_TASK DETAILS_:
For the entries below, the result should be an exact transcription of the lines from the one with "assert!(!ConvertOptions::ascii().unicode_scripts);" up to and including the one with "assert_eq!(ctx.warnings.len(), 2);", and only those.

_DATASET ENTRIES_:
++++++++++++++++++++

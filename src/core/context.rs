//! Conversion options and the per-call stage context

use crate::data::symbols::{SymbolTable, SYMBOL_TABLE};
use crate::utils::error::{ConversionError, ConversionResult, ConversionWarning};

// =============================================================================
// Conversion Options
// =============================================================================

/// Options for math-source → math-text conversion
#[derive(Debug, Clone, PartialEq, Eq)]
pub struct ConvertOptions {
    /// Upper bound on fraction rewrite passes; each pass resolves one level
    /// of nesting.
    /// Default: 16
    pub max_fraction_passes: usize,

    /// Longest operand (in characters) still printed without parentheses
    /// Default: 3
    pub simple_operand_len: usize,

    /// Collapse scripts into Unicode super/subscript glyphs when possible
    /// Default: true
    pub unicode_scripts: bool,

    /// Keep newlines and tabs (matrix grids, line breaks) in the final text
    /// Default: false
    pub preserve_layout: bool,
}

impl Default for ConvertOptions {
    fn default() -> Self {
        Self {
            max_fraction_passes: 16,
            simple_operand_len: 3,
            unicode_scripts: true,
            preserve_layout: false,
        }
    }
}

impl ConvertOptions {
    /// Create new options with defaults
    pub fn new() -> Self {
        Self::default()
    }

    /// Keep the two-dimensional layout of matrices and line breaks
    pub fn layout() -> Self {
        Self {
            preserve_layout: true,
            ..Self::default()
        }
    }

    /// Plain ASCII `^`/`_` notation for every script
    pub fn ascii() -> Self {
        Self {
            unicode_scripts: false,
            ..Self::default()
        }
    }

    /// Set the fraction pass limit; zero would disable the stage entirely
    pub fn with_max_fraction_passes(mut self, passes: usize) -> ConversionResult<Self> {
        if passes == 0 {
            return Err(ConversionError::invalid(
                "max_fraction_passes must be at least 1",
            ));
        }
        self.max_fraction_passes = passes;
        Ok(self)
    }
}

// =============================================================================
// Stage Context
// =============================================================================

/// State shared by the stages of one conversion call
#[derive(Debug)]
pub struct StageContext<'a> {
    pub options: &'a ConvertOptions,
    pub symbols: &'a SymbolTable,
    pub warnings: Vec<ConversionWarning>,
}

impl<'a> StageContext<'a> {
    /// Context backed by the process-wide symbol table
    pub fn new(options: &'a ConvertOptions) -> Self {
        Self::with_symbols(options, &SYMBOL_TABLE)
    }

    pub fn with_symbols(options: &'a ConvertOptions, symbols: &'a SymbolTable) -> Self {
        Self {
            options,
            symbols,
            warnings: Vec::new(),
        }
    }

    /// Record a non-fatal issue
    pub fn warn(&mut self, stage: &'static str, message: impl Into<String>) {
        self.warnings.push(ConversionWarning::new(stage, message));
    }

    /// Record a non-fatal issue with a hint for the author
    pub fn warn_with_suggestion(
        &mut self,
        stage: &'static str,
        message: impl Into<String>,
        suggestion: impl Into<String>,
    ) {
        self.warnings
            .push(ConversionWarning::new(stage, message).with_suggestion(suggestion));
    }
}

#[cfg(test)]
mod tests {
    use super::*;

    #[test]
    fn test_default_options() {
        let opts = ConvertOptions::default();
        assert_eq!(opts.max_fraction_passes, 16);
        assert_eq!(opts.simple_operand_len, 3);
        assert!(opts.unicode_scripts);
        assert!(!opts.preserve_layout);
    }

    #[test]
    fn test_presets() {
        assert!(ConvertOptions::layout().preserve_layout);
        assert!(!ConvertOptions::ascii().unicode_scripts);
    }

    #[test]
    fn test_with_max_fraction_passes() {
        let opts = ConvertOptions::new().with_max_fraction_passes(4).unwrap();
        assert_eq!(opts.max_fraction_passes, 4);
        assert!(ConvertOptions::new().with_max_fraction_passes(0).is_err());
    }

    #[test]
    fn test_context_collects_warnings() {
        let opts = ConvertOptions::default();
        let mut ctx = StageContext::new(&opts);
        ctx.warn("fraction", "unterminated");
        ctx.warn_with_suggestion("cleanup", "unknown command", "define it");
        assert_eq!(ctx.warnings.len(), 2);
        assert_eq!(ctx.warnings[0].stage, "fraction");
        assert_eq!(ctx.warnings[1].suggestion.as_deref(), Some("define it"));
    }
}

++++++++++++++++++++

_RESPONSE AREA_:
        assert!(!ConvertOptions::ascii().unicode_scripts);
    }

    #[test]
    fn test_with_max_fraction_passes() {
        let opts = ConvertOptions::new().with_max_fraction_passes(4).unwrap();
        assert_eq!(opts.max_fraction_passes, 4);
        assert!(ConvertOptions::new().with_max_fraction_passes(0).is_err());
    }

    #[test]
    fn test_context_collects_warnings() {
        let opts = ConvertOptions::default();
        let mut ctx = StageContext::new(&opts);
        ctx.warn("fraction", "unterminated");
        ctx.warn_with_suggestion("cleanup", "unknown command", "define it");
        assert_eq!(ctx.warnings.len(), 2);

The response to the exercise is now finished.